=== What needs to be done ===
The whole of the data is to be duplicated precisely.

-- Data extracts follows --

//! API error types for the evaluation service

use axum::{
    http::StatusCode,
    response::{IntoResponse, Response},
    Json,
};
use serde_json::json;
use thiserror::Error;

/// API error type
#[derive(Debug, Error)]
pub enum ApiError {
    /// Resource not found (404)
    #[error("Resource not found: {0}")]
    NotFound(String),

    /// Invalid request (400)
    #[error("Invalid request: {0}")]
    BadRequest(String),

    /// Session exists but is not in an evaluable state (409)
    #[error("Conflict: {0}")]
    Conflict(String),

    /// An external collaborator failed (502)
    #[error("Upstream error: {0}")]
    Upstream(String),

    /// Internal server error (500)
    #[error("Internal server error: {0}")]
    Internal(String),
}

impl From<gaiteval_common::Error> for ApiError {
    fn from(e: gaiteval_common::Error) -> Self {
        use gaiteval_common::Error as E;
        match e {
            E::NotFound(msg) => ApiError::NotFound(msg),
            E::InvalidInput(msg) => ApiError::BadRequest(msg),
            E::Collaborator(msg) => ApiError::Upstream(msg),
            E::MalformedResultSet(msg) => ApiError::Upstream(msg),
            other => ApiError::Internal(other.to_string()),
        }
    }
}

impl IntoResponse for ApiError {
    fn into_response(self) -> Response {
        let (status, error_code, message) = match self {
            ApiError::NotFound(msg) => (StatusCode::NOT_FOUND, "NOT_FOUND", msg),
            ApiError::BadRequest(msg) => (StatusCode::BAD_REQUEST, "BAD_REQUEST", msg),
            ApiError::Conflict(msg) => (StatusCode::CONFLICT, "CONFLICT", msg),
            ApiError::Upstream(msg) => (StatusCode::BAD_GATEWAY, "UPSTREAM_ERROR", msg),
            ApiError::Internal(msg) => (StatusCode::INTERNAL_SERVER_ERROR, "INTERNAL_ERROR", msg),
        };

        let body = Json(json!({
            "error": {
                "code": error_code,
                "message": message,
            }
        }));

        (status, body).into_response()
    }
}

/// Result type for API handlers
pub type ApiResult<T> = Result<T, ApiError>;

-- Data extracts concluded --

=== Task response ===
//! API error types for the evaluation service

use axum::{
    http::StatusCode,
    response::{IntoResponse, Response},
    Json,
};
use serde_json::json;
use thiserror::Error;

/// API error type
#[derive(Debug, Error)]
pub enum ApiError {
    /// Resource not found (404)
    #[error("Resource not found: {0}")]
    NotFound(String),

    /// Invalid request (400)
    #[error("Invalid request: {0}")]
    BadRequest(String),

    /// Session exists but is not in an evaluable state (409)
    #[error("Conflict: {0}")]
    Conflict(String),

    /// An external collaborator failed (502)
    #[error("Upstream error: {0}")]
    Upstream(String),

    /// Internal server error (500)
    #[error("Internal server error: {0}")]
    Internal(String),
}

impl From<gaiteval_common::Error> for ApiError {
    fn from(e: gaiteval_common::Error) -> Self {
        use gaiteval_common::Error as E;
        match e {
            E::NotFound(msg) => ApiError::NotFound(msg),
            E::InvalidInput(msg) => ApiError::BadRequest(msg),
            E::Collaborator(msg) => ApiError::Upstream(msg),
            E::MalformedResultSet(msg) => ApiError::Upstream(msg),
            other => ApiError::Internal(other.to_string()),
        }
    }
}

impl IntoResponse for ApiError {
    fn into_response(self) -> Response {
        let (status, error_code, message) = match self {
            ApiError::NotFound(msg) => (StatusCode::NOT_FOUND, "NOT_FOUND", msg),
            ApiError::BadRequest(msg) => (StatusCode::BAD_REQUEST, "BAD_REQUEST", msg),
            ApiError::Conflict(msg) => (StatusCode::CONFLICT, "CONFLICT", msg),
            ApiError::Upstream(msg) => (StatusCode::BAD_GATEWAY, "UPSTREAM_ERROR", msg),
            ApiError::Internal(msg) => (StatusCode::INTERNAL_SERVER_ERROR, "INTERNAL_ERROR", msg),
        };

        let body = Json(json!({
            "error": {
                "code": error_code,
                "message": message,
            }
        }));

        (status, body).into_response()
    }
}

/// Result type for API handlers
pub type ApiResult<T> = Result<T, ApiError>;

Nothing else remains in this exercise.